Interview with Deepak Dhar, Associate Editor of Journal of Statistical Physics
Deepak Dhar, born in 1951 in Pratapgarh, India, obtained his Bachelor in Science in 1970 from the University of Allahabad, and his Masters in Physics from the Indian Institute of Technology, Kanpur in 1972, and PhD from the California Institute of Technology. After returning to India in 1978, Dhar joined the Tata Institute of Fundamental Research (TIFR) as a Visiting Fellow. He became a regular faculty member in 1980, and served until 2016.
Currently, he is at the Indian Institute of Science Education and Research, Pune (IISER) as a Distinguished Emeritus professor.
It is not the first time in your career that you win an award, but this time you are the first Indian who wins the Boltzmann award. What does it mean for you?
I am of course very happy to get this award. But I feel that "first Indian to get the Boltzmann medal" seems to imply that not much notable research work in this area was done by Indians before me. But one should not forget the fundamental and pioneering works of S.N. Bose and Meghnath Saha in Statistical Physics in the 1920’s, before this award was instituted.One comment that was made on social media was to compare this to the Indian victory in the cricket world cup in 1983, which was also a “first”, (and followed by many more in later years). Of course, I do hope and expect many more such awards to Indian science in near future. But let me emphasize the important difference between awards in sports and in science. I think it is fair to say that winning is the primary aim of competitive sports. But, in science, the aim of research is not to get awards. They are only the incidental benefits.

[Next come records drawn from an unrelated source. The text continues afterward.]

//! Common functionality for the lock-free queues
//!
//! This module provides the shared traits and types used by both queue
//! implementations and by the harness.

use std::sync::atomic::AtomicUsize;

use crossbeam_utils::{Backoff, CachePadded};

use crate::error::Full;

/// Memory ordering constants for atomic operations
///
/// Short aliases so the CAS loops read close to the algorithm description.
pub mod ordering {
    pub use std::sync::atomic::Ordering::AcqRel as AR;
    pub use std::sync::atomic::Ordering::Acquire as A;
    pub use std::sync::atomic::Ordering::Relaxed as X;
    pub use std::sync::atomic::Ordering::Release as R;
}

/// Rounds a requested capacity up to the next power of two.
///
/// Zero is normalised to one so the derived index mask is always usable.
///
/// # Panics
///
/// Panics if the rounded capacity does not fit in a `usize`.
pub const fn round_up_to_power_of_2(n: usize) -> usize {
    if n == 0 {
        return 1;
    }
    match n.checked_next_power_of_two() {
        Some(capacity) => capacity,
        None => panic!("queue capacity overflow"),
    }
}

/// Absolute head and tail positions shared by the bounded queue
///
/// Positions only ever grow; the slot index and the wrap-around cycle are
/// both derived from them.
pub struct QueueCommon {
    /// The head position, where consumers pop elements
    ///
    /// Placed on its own cache line to avoid false sharing with tail
    pub head: CachePadded<AtomicUsize>,

    /// The tail position, where producers push elements
    ///
    /// Placed on its own cache line to avoid false sharing with head
    pub tail: CachePadded<AtomicUsize>,
}

impl QueueCommon {
    /// Creates both positions at zero
    #[inline]
    pub fn new() -> Self {
        Self {
            head: CachePadded::new(AtomicUsize::new(0)),
            tail: CachePadded::new(AtomicUsize::new(0)),
        }
    }

    /// Returns the number of elements at the time of the call
    ///
    /// The result may be stale as soon as it is returned when push/pop
    /// run concurrently.
    #[inline]
    pub fn was_size(&self) -> usize {
        // Load head first: tail never trails head, so this cannot underflow.
        let head = self.head.load(ordering::X);
        let tail = self.tail.load(ordering::X);
        tail.wrapping_sub(head)
    }

    /// Checks if the queue was empty during this call
    #[inline]
    pub fn was_empty(&self) -> bool {
        self.was_size() == 0
    }

    /// Checks if the queue was full during this call
    #[inline]
    pub fn was_full(&self, capacity: usize) -> bool {
        self.was_size() >= capacity
    }
}

impl Default for QueueCommon {
    fn default() -> Self {
        Self::new()
    }
}

/// Operations shared by every queue in this crate
///
/// `try_push`/`try_pop` are the lock-free core: they either complete or report
/// full/empty immediately. `push_spin`/`pop_spin` are convenience loops for
/// callers that are happy to busy-wait; their names keep them apart from the
/// queues' own non-blocking `push`/`pop`.
pub trait ConcurrentQueue<T>: Send + Sync {
    /// Attempts to push an element to the queue
    ///
    /// Returns the element inside [`Full`] if the queue had no free slot.
    fn try_push(&self, element: T) -> Result<(), Full<T>>;

    /// Attempts to pop an element from the queue
    ///
    /// Returns `None` if the queue was empty.
    fn try_pop(&self) -> Option<T>;

    /// Returns the fixed capacity, or `None` for an unbounded queue
    fn capacity(&self) -> Option<usize>;

    /// Pushes an element, busy-waiting while the queue is full
    fn push_spin(&self, element: T) {
        let backoff = Backoff::new();
        let mut element = element;
        loop {
            match self.try_push(element) {
                Ok(()) => return,
                Err(Full(rejected)) => element = rejected,
            }
            backoff.snooze();
        }
    }

    /// Pops an element, busy-waiting while the queue is empty
    fn pop_spin(&self) -> T {
        let backoff = Backoff::new();
        loop {
            if let Some(element) = self.try_pop() {
                return element;
            }
            backoff.snooze();
        }
    }
}
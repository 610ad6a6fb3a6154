//! Linked-list cells for [`ListQueue`](crate::ListQueue)

use std::cell::UnsafeCell;
use std::mem::MaybeUninit;
use std::sync::atomic::{AtomicU32, AtomicUsize};

use crate::common::ordering;
use crate::tagged::{AtomicTaggedPtr, TaggedPtr};

/// References held by a node that carries a payload: one for the payload
/// still waiting to be taken, one for the structural link that reaches it.
pub(crate) const DATA_NODE_REFS: usize = 2;

/// The sentinel never carries a payload, only the structural reference.
pub(crate) const SENTINEL_REFS: usize = 1;

/// One cell of the linked queue
///
/// Nodes live inside a [`NodeArena`](crate::arena::NodeArena) and are reused
/// after both references are released. Only `next` and `refs` are ever read by
/// threads that do not own the node; `data` is touched exclusively by the
/// producer before the node is linked and by the one consumer whose head CAS
/// made the node the new head.
///
/// Each reuse of the cell starts a new incarnation with a fresh even
/// `generation`. A [`TaggedPtr`] naming the node carries that generation, so
/// a reference to an earlier incarnation never compares equal to a current one.
pub(crate) struct Node<T> {
    data: UnsafeCell<MaybeUninit<T>>,
    next: AtomicTaggedPtr,
    refs: AtomicUsize,
    generation: AtomicU32,
}

impl<T> Node<T> {
    /// An unused cell, as laid out when an arena segment is allocated
    pub(crate) fn vacant() -> Self {
        Self {
            data: UnsafeCell::new(MaybeUninit::uninit()),
            next: AtomicTaggedPtr::new(TaggedPtr::null()),
            refs: AtomicUsize::new(0),
            generation: AtomicU32::new(0),
        }
    }

    #[inline]
    pub(crate) fn next(&self) -> &AtomicTaggedPtr {
        &self.next
    }

    /// Starts a new incarnation and returns its generation.
    ///
    /// The link is reset to null tagged with the new generation, which no
    /// stale reader can hold for this slot. Only the allocating thread may
    /// call this.
    #[inline]
    pub(crate) fn renew(&self) -> u32 {
        let generation = self.generation.load(ordering::X).wrapping_add(2);
        self.generation.store(generation, ordering::X);
        self.next
            .store(TaggedPtr::null().with_version(generation), ordering::X);
        generation
    }

    #[inline]
    pub(crate) fn generation(&self) -> u32 {
        self.generation.load(ordering::X)
    }

    #[inline]
    pub(crate) fn set_refs(&self, refs: usize) {
        self.refs.store(refs, ordering::X);
    }

    /// Drops one reference, returning `true` if it was the last one.
    #[inline]
    pub(crate) fn release(&self) -> bool {
        let prev = self.refs.fetch_sub(1, ordering::AR);
        debug_assert!(prev > 0, "node released more often than referenced");
        prev == 1
    }

    /// Moves `value` into the node.
    ///
    /// # Safety
    ///
    /// The caller must own the node exclusively and the payload slot must be
    /// vacant.
    #[inline]
    pub(crate) unsafe fn write_data(&self, value: T) {
        (*self.data.get()).write(value);
    }

    /// Moves the payload out of the node, leaving the slot vacant.
    ///
    /// # Safety
    ///
    /// The payload must have been written and not yet taken, and no other
    /// thread may access it concurrently.
    #[inline]
    pub(crate) unsafe fn take_data(&self) -> T {
        (*self.data.get()).assume_init_read()
    }

    /// Drops the payload in place.
    ///
    /// # Safety
    ///
    /// Same contract as [`Node::take_data`].
    #[inline]
    pub(crate) unsafe fn drop_data(&self) {
        (*self.data.get()).assume_init_drop();
    }
}
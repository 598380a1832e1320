use crate::application::features::efficiency_ratio::mean_efficiency_ratio;
use crate::domain::errors::{AnalysisError, AnalysisResult};
use crate::domain::features::{FeatureMatrix, FeatureRow};
use crate::domain::market::PriceSeries;
use rayon::prelude::*;
use std::ops::Range;
use tracing::{debug, info};

/// Builds the (instrument × lookback length) mean efficiency-ratio table.
#[derive(Debug, Clone)]
pub struct FeatureBuilder {
    periods: Range<usize>,
}

impl FeatureBuilder {
    /// # Arguments
    /// * `init_period` - First lookback length (inclusive, positive)
    /// * `end_period` - Last lookback length (exclusive)
    pub fn new(init_period: usize, end_period: usize) -> AnalysisResult<Self> {
        if init_period == 0 || init_period >= end_period {
            return Err(AnalysisError::InvalidLookbackRange {
                init: init_period,
                end: end_period,
            });
        }
        Ok(Self {
            periods: init_period..end_period,
        })
    }

    pub fn periods(&self) -> Vec<usize> {
        self.periods.clone().collect()
    }

    /// Longest lookback length in the range.
    pub fn max_period(&self) -> usize {
        self.periods.end - 1
    }

    /// Computes one row per instrument. Instruments are processed in parallel;
    /// rows come back in input order.
    pub fn build(&self, universe: &[PriceSeries]) -> AnalysisResult<FeatureMatrix> {
        if universe.is_empty() {
            return Err(AnalysisError::EmptyUniverse);
        }

        let periods = self.periods();
        info!(
            "Building efficiency-ratio features for {} instruments over lengths {}..{}",
            universe.len(),
            self.periods.start,
            self.periods.end
        );

        let rows: Vec<FeatureRow> = universe
            .par_iter()
            .map(|series| {
                let closes = series.closes();
                let values: Vec<Option<f64>> = periods
                    .iter()
                    .map(|&length| mean_efficiency_ratio(&closes, length))
                    .collect();
                let undefined = values.iter().filter(|v| v.is_none()).count();
                if undefined > 0 {
                    debug!(
                        "{}: {} of {} lengths undefined ({} bars)",
                        series.symbol(),
                        undefined,
                        values.len(),
                        closes.len()
                    );
                }
                FeatureRow {
                    symbol: series.symbol().to_string(),
                    values,
                }
            })
            .collect();

        FeatureMatrix::new(periods, rows)
    }
}
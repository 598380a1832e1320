use crate::domain::market::Candle;
use crate::domain::ports::PriceHistoryProvider;
use anyhow::{Context, Result, anyhow, bail};
use async_trait::async_trait;
use chrono::{DateTime, NaiveDate, NaiveDateTime, Utc};
use csv::StringRecord;
use rust_decimal::Decimal;
use std::path::PathBuf;
use std::str::FromStr;
use tracing::{debug, warn};

/// Reads daily/intraday bars from `<data_dir>/<SYMBOL>.csv`.
///
/// Header names are matched case-insensitively: `date|time|timestamp` and
/// `close` are required; `open`, `high`, `low` default to the close and
/// `volume|spread` defaults to zero.
pub struct CsvPriceSource {
    data_dir: PathBuf,
}

struct ColumnLayout {
    timestamp: usize,
    open: Option<usize>,
    high: Option<usize>,
    low: Option<usize>,
    close: usize,
    volume: Option<usize>,
}

impl ColumnLayout {
    fn locate(headers: &StringRecord) -> Result<Self> {
        let find = |names: &[&str]| {
            headers
                .iter()
                .position(|h| names.contains(&h.trim().to_lowercase().as_str()))
        };

        Ok(Self {
            timestamp: find(&["date", "time", "timestamp", "datetime"])
                .ok_or_else(|| anyhow!("CSV header has no date/time/timestamp column"))?,
            open: find(&["open"]),
            high: find(&["high"]),
            low: find(&["low"]),
            close: find(&["close", "adj close"])
                .ok_or_else(|| anyhow!("CSV header has no close column"))?,
            volume: find(&["volume", "spread", "tick_volume"]),
        })
    }
}

impl CsvPriceSource {
    pub fn new(data_dir: impl Into<PathBuf>) -> Self {
        Self {
            data_dir: data_dir.into(),
        }
    }

    pub fn path_for(&self, symbol: &str) -> PathBuf {
        self.data_dir.join(format!("{}.csv", symbol))
    }

    /// Parses bars from any CSV reader, sorted by timestamp.
    ///
    /// Malformed cells are errors; physically impossible bars are skipped.
    pub fn parse_bars<R: std::io::Read>(symbol: &str, reader: R) -> Result<Vec<Candle>> {
        let mut rdr = csv::ReaderBuilder::new().trim(csv::Trim::All).from_reader(reader);
        let layout = ColumnLayout::locate(rdr.headers()?)?;

        let mut candles = Vec::new();
        let mut skipped = 0usize;
        for (line, result) in rdr.records().enumerate() {
            let record = result.with_context(|| format!("{}: unreadable CSV row {}", symbol, line + 2))?;
            let cell = |index: usize| record.get(index).unwrap_or("");
            let price = |index: Option<usize>, fallback: Decimal| -> Result<Decimal> {
                match index {
                    Some(i) => parse_decimal(cell(i))
                        .with_context(|| format!("{}: bad number on row {}", symbol, line + 2)),
                    None => Ok(fallback),
                }
            };

            let close = price(Some(layout.close), Decimal::ZERO)?;
            let candle = Candle {
                symbol: symbol.to_string(),
                open: price(layout.open, close)?,
                high: price(layout.high, close)?,
                low: price(layout.low, close)?,
                close,
                volume: price(layout.volume, Decimal::ZERO)?,
                timestamp: parse_timestamp(cell(layout.timestamp))
                    .with_context(|| format!("{}: bad date on row {}", symbol, line + 2))?,
            };

            if candle.is_valid() {
                candles.push(candle);
            } else {
                skipped += 1;
            }
        }

        if skipped > 0 {
            warn!("{}: skipped {} invalid bars", symbol, skipped);
        }

        candles.sort_by_key(|c| c.timestamp);
        if let Some(pair) = candles.windows(2).find(|w| w[0].timestamp == w[1].timestamp) {
            bail!("{}: duplicate bar timestamp {}", symbol, pair[0].timestamp);
        }

        debug!("{}: parsed {} bars", symbol, candles.len());
        Ok(candles)
    }
}

fn parse_decimal(raw: &str) -> Result<Decimal> {
    Decimal::from_str(raw)
        .or_else(|_| Decimal::from_scientific(raw))
        .map_err(|e| anyhow!("'{}': {}", raw, e))
}

/// Unix seconds, RFC 3339, `%Y-%m-%d %H:%M:%S` or `%Y-%m-%d` (UTC midnight).
pub fn parse_timestamp(raw: &str) -> Result<i64> {
    let raw = raw.trim();
    if let Ok(seconds) = raw.parse::<i64>() {
        return Ok(seconds);
    }
    if let Ok(dt) = DateTime::parse_from_rfc3339(raw) {
        return Ok(dt.timestamp());
    }
    if let Ok(dt) = NaiveDateTime::parse_from_str(raw, "%Y-%m-%d %H:%M:%S") {
        return Ok(dt.and_utc().timestamp());
    }
    if let Ok(date) = NaiveDate::parse_from_str(raw, "%Y-%m-%d") {
        if let Some(dt) = date.and_hms_opt(0, 0, 0) {
            return Ok(dt.and_utc().timestamp());
        }
    }
    bail!("unrecognized date '{}'", raw)
}

#[async_trait]
impl PriceHistoryProvider for CsvPriceSource {
    async fn get_historical_bars(
        &self,
        symbol: &str,
        start: Option<DateTime<Utc>>,
        end: Option<DateTime<Utc>>,
    ) -> Result<Vec<Candle>> {
        let path = self.path_for(symbol);
        let content = tokio::fs::read(&path)
            .await
            .with_context(|| format!("Failed to read {:?}", path))?;

        let mut candles = Self::parse_bars(symbol, content.as_slice())?;
        candles.retain(|c| {
            start.is_none_or(|s| c.timestamp >= s.timestamp())
                && end.is_none_or(|e| c.timestamp <= e.timestamp())
        });
        Ok(candles)
    }

    fn name(&self) -> &str {
        "CSV"
    }
}

#[cfg(test)]
mod tests {
    use super::*;
    use rust_decimal_macros::dec;

    const SAMPLE: &str = "Date,Open,High,Low,Close,Volume
2024-01-03,101,103,100,102.5,1200
2024-01-02,100,102,99,101,1000
2024-01-04,102,104,101,-1,900
2024-01-05,103,105,102,104,1500
";

    #[test]
    fn test_parse_sorts_and_skips_invalid_bars() {
        let candles = CsvPriceSource::parse_bars("SPX", SAMPLE.as_bytes()).unwrap();
        assert_eq!(candles.len(), 3);
        assert_eq!(candles[0].close, dec!(101));
        assert_eq!(candles[1].close, dec!(102.5));
        assert!(candles.windows(2).all(|w| w[0].timestamp < w[1].timestamp));
    }

    #[test]
    fn test_minimal_header_defaults_ohlc_to_close() {
        let csv = "time,close,spread\n1700000000,1.0850,12\n1700003600,1.0860,11\n";
        let candles = CsvPriceSource::parse_bars("EURUSD", csv.as_bytes()).unwrap();
        assert_eq!(candles[1].timestamp, 1_700_003_600);
        assert_eq!(candles[1].high, dec!(1.0860));
        assert_eq!(candles[1].volume, dec!(11));
    }

    #[test]
    fn test_duplicate_timestamps_are_rejected() {
        let csv = "Date,Close\n2024-01-02,10\n2024-01-02,11\n";
        let err = CsvPriceSource::parse_bars("DAX", csv.as_bytes()).unwrap_err();
        assert!(err.to_string().contains("duplicate"));
    }

    #[test]
    fn test_missing_close_column_is_an_error() {
        let csv = "Date,Open\n2024-01-02,10\n";
        assert!(CsvPriceSource::parse_bars("DAX", csv.as_bytes()).is_err());
    }

    #[test]
    fn test_timestamp_formats() {
        assert_eq!(parse_timestamp("86400").unwrap(), 86_400);
        assert_eq!(parse_timestamp("1970-01-02").unwrap(), 86_400);
        assert_eq!(parse_timestamp("1970-01-02 00:00:10").unwrap(), 86_410);
        assert_eq!(parse_timestamp("1970-01-02T01:00:00+01:00").unwrap(), 86_400);
        assert!(parse_timestamp("yesterday").is_err());
    }

    #[tokio::test]
    async fn test_missing_file_names_the_path() {
        let source = CsvPriceSource::new("/nonexistent/erclust");
        let err = source.get_historical_bars("NOPE", None, None).await.unwrap_err();
        assert!(err.to_string().contains("NOPE.csv"));
    }
}
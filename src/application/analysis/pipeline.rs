use crate::application::analysis::aggregator::ResultAggregator;
use crate::application::clustering::{ClusteringConfig, StrategyFactory};
use crate::application::features::FeatureBuilder;
use crate::domain::clustering::{ClusterAssignment, ClusterSummary, CountSelection};
use crate::domain::errors::{AnalysisError, AnalysisResult};
use crate::domain::features::{DegenerateColumn, DegenerateColumnPolicy, FeatureMatrix};
use crate::domain::market::{PriceSeries, align_on_common_timestamps};
use serde::{Deserialize, Serialize};
use std::time::Instant;
use tracing::{info, warn};

/// Parameters of one analysis run.
#[derive(Debug, Clone, PartialEq, Serialize, Deserialize)]
pub struct AnalysisConfig {
    /// First lookback length (inclusive).
    pub init_period: usize,
    /// Last lookback length (exclusive).
    pub end_period: usize,
    pub clustering: ClusteringConfig,
    pub degenerate_policy: DegenerateColumnPolicy,
    /// Restrict every series to the timestamps shared by the whole universe
    /// before computing ratios.
    pub align_timestamps: bool,
}

impl Default for AnalysisConfig {
    fn default() -> Self {
        Self {
            init_period: 6,
            end_period: 30,
            clustering: ClusteringConfig::default(),
            degenerate_policy: DegenerateColumnPolicy::default(),
            align_timestamps: false,
        }
    }
}

impl AnalysisConfig {
    pub fn validate(&self) -> AnalysisResult<()> {
        FeatureBuilder::new(self.init_period, self.end_period)?;
        self.clustering.validate()
    }
}

/// Output of a successful run.
#[derive(Debug, Clone, PartialEq, Serialize)]
pub struct AnalysisReport {
    pub assignment: ClusterAssignment,
    pub selection: CountSelection,
    /// Raw per-length mean ratios, including rows that were later excluded.
    pub features: FeatureMatrix,
    /// Instruments without a defined ratio for every lookback length.
    pub excluded_symbols: Vec<String>,
    pub degenerate_columns: Vec<DegenerateColumn>,
}

impl AnalysisReport {
    pub fn summaries(&self) -> Vec<ClusterSummary> {
        self.assignment.summaries()
    }
}

/// Features -> complete rows -> min-max scaling -> clustering -> assignment.
pub struct EfficiencyRatioAnalysis {
    config: AnalysisConfig,
}

impl EfficiencyRatioAnalysis {
    pub fn new(config: AnalysisConfig) -> AnalysisResult<Self> {
        config.validate()?;
        Ok(Self { config })
    }

    pub fn config(&self) -> &AnalysisConfig {
        &self.config
    }

    pub fn run(&self, universe: &[PriceSeries]) -> AnalysisResult<AnalysisReport> {
        let started = Instant::now();
        if universe.is_empty() {
            return Err(AnalysisError::EmptyUniverse);
        }

        info!(
            "Efficiency-ratio analysis: {} instruments, lengths [{}, {}), family {}",
            universe.len(),
            self.config.init_period,
            self.config.end_period,
            self.config.clustering.family
        );

        let aligned;
        let series = if self.config.align_timestamps {
            aligned = align_on_common_timestamps(universe)?;
            aligned.as_slice()
        } else {
            universe
        };

        let builder = FeatureBuilder::new(self.config.init_period, self.config.end_period)?;
        let features = builder.build(series)?;

        let complete = features.complete_rows()?;
        if !complete.excluded().is_empty() {
            warn!(
                "Excluded {} instruments with insufficient history: {:?}",
                complete.excluded().len(),
                complete.excluded()
            );
        }

        let normalized = complete.normalize(self.config.degenerate_policy)?;

        let mut strategy = StrategyFactory::create(&self.config.clustering);
        let labels = strategy.fit_predict(normalized.values())?;
        let selection = strategy
            .selection()
            .cloned()
            .ok_or_else(|| strategy.not_fitted("selection"))?;

        let by_symbol = ResultAggregator::label_by_symbol(normalized.symbols(), &labels)?;
        let assignment = ResultAggregator::aggregate(&complete, &by_symbol)?;

        let excluded_symbols = complete.excluded().to_vec();
        if assignment.len() + excluded_symbols.len() != universe.len() {
            return Err(AnalysisError::AssignmentInvariant {
                assigned: assignment.len(),
                excluded: excluded_symbols.len(),
                universe: universe.len(),
            });
        }

        info!(
            "Analysis complete in {:?}: {} instruments in {} clusters ({:?})",
            started.elapsed(),
            assignment.len(),
            assignment.cluster_count(),
            selection.confidence
        );

        Ok(AnalysisReport {
            assignment,
            selection,
            features,
            excluded_symbols,
            degenerate_columns: normalized.degenerate_columns().to_vec(),
        })
    }
}
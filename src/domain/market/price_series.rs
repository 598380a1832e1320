use crate::domain::errors::{AnalysisError, AnalysisResult};
use rust_decimal::Decimal;
use rust_decimal::prelude::ToPrimitive;
use serde::{Deserialize, Serialize};
use tracing::warn;

/// One OHLCV bar as delivered by a price-history provider.
#[derive(Debug, Clone, Serialize, Deserialize, PartialEq)]
pub struct Candle {
    pub symbol: String,
    pub open: Decimal,
    pub high: Decimal,
    pub low: Decimal,
    pub close: Decimal,
    pub volume: Decimal,
    pub timestamp: i64,
}

impl Candle {
    /// Rejects bars that are physically impossible: non-positive prices,
    /// low above high, negative volume.
    pub fn is_valid(&self) -> bool {
        if self.open <= Decimal::ZERO
            || self.high <= Decimal::ZERO
            || self.low <= Decimal::ZERO
            || self.close <= Decimal::ZERO
        {
            warn!(
                "Validation FAILED: Candle for {} at {} has non-positive price component(s)",
                self.symbol, self.timestamp
            );
            return false;
        }

        if self.low > self.high {
            warn!(
                "Validation FAILED: Candle for {} at {} has low {} > high {}",
                self.symbol, self.timestamp, self.low, self.high
            );
            return false;
        }

        if self.volume < Decimal::ZERO {
            warn!(
                "Validation FAILED: Candle for {} at {} has negative volume: {}",
                self.symbol, self.timestamp, self.volume
            );
            return false;
        }

        true
    }
}

#[derive(Debug, Clone, Copy, PartialEq, Serialize, Deserialize)]
pub struct PricePoint {
    /// Unix seconds.
    pub timestamp: i64,
    pub close: f64,
}

/// Ordered close-price history of one instrument.
///
/// Timestamps are strictly increasing and closes are finite and positive;
/// both are checked at construction so the feature builder can trust them.
#[derive(Debug, Clone, PartialEq, Serialize, Deserialize)]
pub struct PriceSeries {
    symbol: String,
    points: Vec<PricePoint>,
}

impl PriceSeries {
    pub fn new(symbol: impl Into<String>, points: Vec<PricePoint>) -> AnalysisResult<Self> {
        let symbol = symbol.into();

        for (index, point) in points.iter().enumerate() {
            if !point.close.is_finite() || point.close <= 0.0 {
                return Err(AnalysisError::InvalidPrice {
                    symbol,
                    timestamp: point.timestamp,
                    price: point.close,
                });
            }
            if index > 0 && points[index - 1].timestamp >= point.timestamp {
                return Err(AnalysisError::UnorderedSeries { symbol, index });
            }
        }

        Ok(Self { symbol, points })
    }

    /// Builds a series from closes sampled at consecutive integer timestamps.
    pub fn from_closes(symbol: impl Into<String>, closes: &[f64]) -> AnalysisResult<Self> {
        let points = closes
            .iter()
            .enumerate()
            .map(|(i, &close)| PricePoint {
                timestamp: i as i64,
                close,
            })
            .collect();
        Self::new(symbol, points)
    }

    /// Converts provider candles into a close series. Candles must already be
    /// sorted by timestamp; conversion to f64 happens at this boundary.
    pub fn from_candles(symbol: impl Into<String>, candles: &[Candle]) -> AnalysisResult<Self> {
        let symbol = symbol.into();
        let mut points = Vec::with_capacity(candles.len());
        for candle in candles {
            let close = candle.close.to_f64().ok_or_else(|| AnalysisError::InvalidPrice {
                symbol: symbol.clone(),
                timestamp: candle.timestamp,
                price: f64::NAN,
            })?;
            points.push(PricePoint {
                timestamp: candle.timestamp,
                close,
            });
        }
        Self::new(symbol, points)
    }

    pub fn symbol(&self) -> &str {
        &self.symbol
    }

    pub fn points(&self) -> &[PricePoint] {
        &self.points
    }

    pub fn closes(&self) -> Vec<f64> {
        self.points.iter().map(|p| p.close).collect()
    }

    pub fn len(&self) -> usize {
        self.points.len()
    }

    pub fn is_empty(&self) -> bool {
        self.points.is_empty()
    }
}

#[cfg(test)]
mod tests {
    use super::*;
    use rust_decimal_macros::dec;

    fn candle(timestamp: i64, close: Decimal) -> Candle {
        Candle {
            symbol: "EURUSD".to_string(),
            open: close,
            high: close,
            low: close,
            close,
            volume: dec!(100),
            timestamp,
        }
    }

    #[test]
    fn test_rejects_unordered_timestamps() {
        let points = vec![
            PricePoint { timestamp: 10, close: 1.0 },
            PricePoint { timestamp: 10, close: 1.1 },
        ];
        let err = PriceSeries::new("EURUSD", points).unwrap_err();
        assert_eq!(
            err,
            AnalysisError::UnorderedSeries {
                symbol: "EURUSD".to_string(),
                index: 1
            }
        );
    }

    #[test]
    fn test_rejects_non_positive_close() {
        let err = PriceSeries::from_closes("XAUUSD", &[1.0, 0.0]).unwrap_err();
        assert!(matches!(err, AnalysisError::InvalidPrice { .. }));
    }

    #[test]
    fn test_from_candles_keeps_order() {
        let candles = vec![candle(1, dec!(1.1012)), candle(2, dec!(1.1020))];
        let series = PriceSeries::from_candles("EURUSD", &candles).unwrap();
        assert_eq!(series.len(), 2);
        assert!((series.closes()[1] - 1.1020).abs() < 1e-12);
    }

    #[test]
    fn test_candle_low_above_high_is_invalid() {
        let mut bar = candle(1, dec!(2000.0));
        bar.low = dec!(2001.0);
        assert!(!bar.is_valid());
        assert!(candle(1, dec!(2000.0)).is_valid());
    }
}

Clearly, the quality of science in India does not increase by the announcement of the award. But the public perception of the quality, does, and that may be useful.
Which are the traits and qualities that a scientist should cultivate in order to succeed? Has this changed over time?
I would say that the basic qualities that are needed are curiosity, scholarship, ability to think in a different way, and intellectual honesty. These remain unchanged. What changes is the relative weight of these.
Clearly, awareness and appreciation of other people’s work is very important. But this has become much easier with search engines like Google, and easy electronic access to journals.
Some skills were rare in old times, and hence highly valued. For example, a mathematician may become very famous if he has the knack that he can suggest a simplifying change of variables on seeing an indefinite integral. Similarly, there were people who were very encyclopedic in their knowledge, and given a new topic, they would be able to tell you of earlier related work. Such experts are also being replaced by Mathematica and Google.
What led you to become interested in Statistical Physics? What has changed most significantly in this field since you became a researcher?
Reading the textbook by Reif, I was attracted by the logical structure of the subject, and the fact that one can explain so much of macroscopic behavior in terms of a few simple-to-state laws.
There is a story that Abdus Salam once told about a Physics teacher in a provincial school in Punjab. He was explaining the four fundamental forces to students thus, `` We all know gravitation. In Lahore, there is also electricity, and in Europe, one also encounters weak and strong forces...”. Coming from a less-developed country, I honestly can relate to that. What happens when two pions collide somehow seemed to be a question I had no feel for.
If you could go back in time, would you still choose to study Physics?
Yes, surely. I have enjoyed my work in trying to unravel some questions in Physics. I have tried to dabble in other subjects, but have not had any great success.
Are there applications from your discoveries for which you are most proud of?
The main focus of my work is aimed at getting better theoretical understanding, and not so much towards applications. There is one work on electroporation that I was involved in with Sukhendu Dev, that does find application in actual clinical practice for drug delivery in treatment of some types of cancer. My role in this work was limited to find approximate formula the electric field for different electrode geometries, which was useful in optimizing the design. This paper continues to be cited.
What specific problems/challenges in (statistical) physics would you like to still see solved during your active career?
Let me just mention two such problems that I have found very interesting.
The first is to construct a zeroth level model that shows the solid, liquid, and gas phases, using realistic
interactions between particles, and that is exactly solved. We have models that are good, and show one
of these transitions, but not both!
The second problem is of understanding the `geometrical’ phase transitions in models with only hard core interactions. For systems of particles of specified shape one finds a multitude of orderings, and phases. The determination of the exact equation of state is hard. In fact, even theoretically predicting what phases would occur in which order, as we increase the density, is not possible yet.